Tag Archives: Christ Jesus

How Deep Is Your Faith…

So I’m sitting here, and I’m thinking, and I’m chit chatting with Jesus…I do that pretty often, just like I would do with a friend, without running the risk of my business being in the streets in 60 seconds flat (if that offended you, well…). Anywho! I have this gift right, He trusts me with peoples secrets because He wants me to pray for them. I’ve always been that friend all of my friends trust. I know her side and his side…knowing the two people I put both stories together and come up with the truth. I say all of this to say He was training me up all of that time to make sure I could be trusted with the secrets He had for me.

I’m talking to Him and I’m like umm Lord, OK I’ve been praying for my family, friends, my twitter fam and whatever strangers You tell me to pray for! (yeah I was yellin’…walking down the street…on my prayer walk) How come when I pray for myself it doesn’t happen!? Or it takes a LONG time! But my friends call me the next day like “Thanks for praying”! (Like they KNOW that He used me to get their prayer to Him). I know, all bad, but hey I’m human…I apologized. Don’t get me wrong, I LOVE that He uses me, and I LOVE that my friends trust me and they know that it’s a gift that He has given me, but I’m like dang Jesus!? Now I feel like Job! (Oh yeah, I did say that I wanted you to have faith in me like you did Job didn’t I?) That was about a three weeks ago…

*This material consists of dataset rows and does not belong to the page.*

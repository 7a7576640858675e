//! # hashgate-guard: Lifecycle Guard
//!
//! Enforces that every hasher operation runs only in a state that accepts
//! it. A violation is a defect in the caller, not a runtime condition, so
//! the guard does not return an error: it prints a diagnostic naming the
//! actual and acceptable states, then aborts the process.
//!
//! ## Pieces
//!
//! - **Header** (`header.rs`): `HasherHeader` holds the state and algorithm.
//!   Every concrete handle embeds one and exposes it through `StateView`, so
//!   diagnostics never need the algorithm-specific layout.
//!
//! - **Checks** (`check.rs`): `check_state`, `check_state_one_of`, and the
//!   fatal path `unexpected_state`, plus the line writer behind it.

pub mod check;
pub mod header;

pub use check::{
    check_state, check_state_one_of, join_state_names, unexpected_state, write_violation,
};
pub use header::{HasherHeader, StateView};
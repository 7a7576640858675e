//! # Digest Algorithms
//!
//! Defines `HashAlgorithm`, the closed set of digest algorithms compiled
//! into this build. Each variant fixes its numeric id (used by the
//! handle-style API) and its output length.

use std::str::FromStr;

use serde::{Deserialize, Serialize};

use crate::error::HasherError;

/// Largest output length, in bytes, of any compiled-in algorithm.
pub const MAX_DIGEST_SIZE: usize = 32;

/// A digest algorithm supported by the engine.
#[derive(Debug, Clone, Copy, PartialEq, Eq, Hash, Serialize, Deserialize)]
#[serde(rename_all = "lowercase")]
pub enum HashAlgorithm {
    /// SHA-256: 256-bit digest, 32-byte output.
    Sha256,
}

// Every variant must fit the largest-digest buffer.
const _: () = {
    let mut i = 0;
    while i < HashAlgorithm::ALL.len() {
        assert!(HashAlgorithm::ALL[i].digest_size() <= MAX_DIGEST_SIZE);
        i += 1;
    }
};

impl HashAlgorithm {
    /// Every compiled-in algorithm.
    pub const ALL: [HashAlgorithm; 1] = [Self::Sha256];

    /// Returns the algorithm identifier string.
    pub fn as_str(&self) -> &'static str {
        match self {
            Self::Sha256 => "sha256",
        }
    }

    /// Stable numeric id used by the handle-style API.
    pub const fn id(&self) -> u32 {
        match self {
            Self::Sha256 => 0,
        }
    }

    /// Output length in bytes.
    pub const fn digest_size(&self) -> usize {
        match self {
            Self::Sha256 => 32,
        }
    }

    /// Resolve a numeric id.
    ///
    /// Ids that do not name a compiled-in algorithm yield
    /// [`HasherError::UnknownAlgorithm`].
    pub fn from_id(id: u32) -> Result<Self, HasherError> {
        Self::ALL
            .into_iter()
            .find(|alg| alg.id() == id)
            .ok_or_else(|| HasherError::UnknownAlgorithm {
                requested: format!("id {id}"),
            })
    }
}

impl FromStr for HashAlgorithm {
    type Err = HasherError;

    fn from_str(s: &str) -> Result<Self, Self::Err> {
        let normalized = s.trim().to_ascii_lowercase().replace('-', "");
        Self::ALL
            .into_iter()
            .find(|alg| alg.as_str() == normalized)
            .ok_or_else(|| HasherError::UnknownAlgorithm {
                requested: s.to_string(),
            })
    }
}

impl std::fmt::Display for HashAlgorithm {
    fn fmt(&self, f: &mut std::fmt::Formatter<'_>) -> std::fmt::Result {
        f.write_str(self.as_str())
    }
}

#[cfg(test)]
mod tests {
    use super::*;
    use crate::error::ErrorCode;

    #[test]
    fn sha256_is_32_bytes() {
        assert_eq!(HashAlgorithm::Sha256.digest_size(), 32);
    }

    #[test]
    fn from_id_resolves_sha256() {
        assert_eq!(HashAlgorithm::from_id(0).unwrap(), HashAlgorithm::Sha256);
    }

    #[test]
    fn from_id_rejects_unknown() {
        let err = HashAlgorithm::from_id(7).unwrap_err();
        assert_eq!(err.code(), ErrorCode::UnknownAlgorithm);
        assert!(err.to_string().contains("id 7"));
    }

    #[test]
    fn parse_accepts_common_spellings() {
        for s in ["sha256", "SHA256", "sha-256", " Sha-256 "] {
            assert_eq!(s.parse::<HashAlgorithm>().unwrap(), HashAlgorithm::Sha256);
        }
    }

    #[test]
    fn parse_rejects_unknown_name() {
        let err = "md5".parse::<HashAlgorithm>().unwrap_err();
        assert_eq!(err.code(), ErrorCode::UnknownAlgorithm);
    }

    #[test]
    fn display_matches_as_str() {
        assert_eq!(HashAlgorithm::Sha256.to_string(), "sha256");
    }

    #[test]
    fn serde_lowercase() {
        let json = serde_json::to_string(&HashAlgorithm::Sha256).unwrap();
        assert_eq!(json, "\"sha256\"");
    }

    #[test]
    fn every_algorithm_fits_max_digest_size() {
        for alg in HashAlgorithm::ALL {
            assert!(alg.digest_size() <= MAX_DIGEST_SIZE);
        }
    }
}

As we were chit chatting the other day I’m thanking Him for my new niece, I was layed out on the floor cryin’ and snottin’ and…OK you get the picture, but He gave me a word that lead to a revelation…Faith. I say “OK, Lord you know I have faith in you”, but as I wiped my tears and blew my nose I thought about it, and I realized what He meant. He knows that I have faith in Him, because I do. I trust Him with all of my heart and soul! But when I pray for others my faith in Him is so much stronger! I get on my knees, I pray and I give to God. I don’t dwell on it or worry about it. I KNOW that whatever they need He will provide, but with myself I lack that confidence. I still worry and wonder, I’m not releasing it to Him like I’m supposed to. But by not releasing it to Him I’m showing a lack of faith. Why? Why do we do that, because I know I’m not the only one. Think about it, in life, when we’re pros at something we walk in BOLDNESS with our heads high and our chests out because we KNOW that we have learned whatever it is we need to do. We, we learned, us by ourselves by our own understanding (what does Proverbs 3:5-6 say?) Now we all have God given gifts…Hello! Given! He GAVE us something, we didn’t have to earn or work for it, it’s free! Something made from Him which is perfectly and wonderfully made, custom designed for each and every one of us. All we have to do is use it, share it to help others which is really helping ourselves because YOU GUYS He’s gonna bless us if we follow His word and do the will He has planned for our lives!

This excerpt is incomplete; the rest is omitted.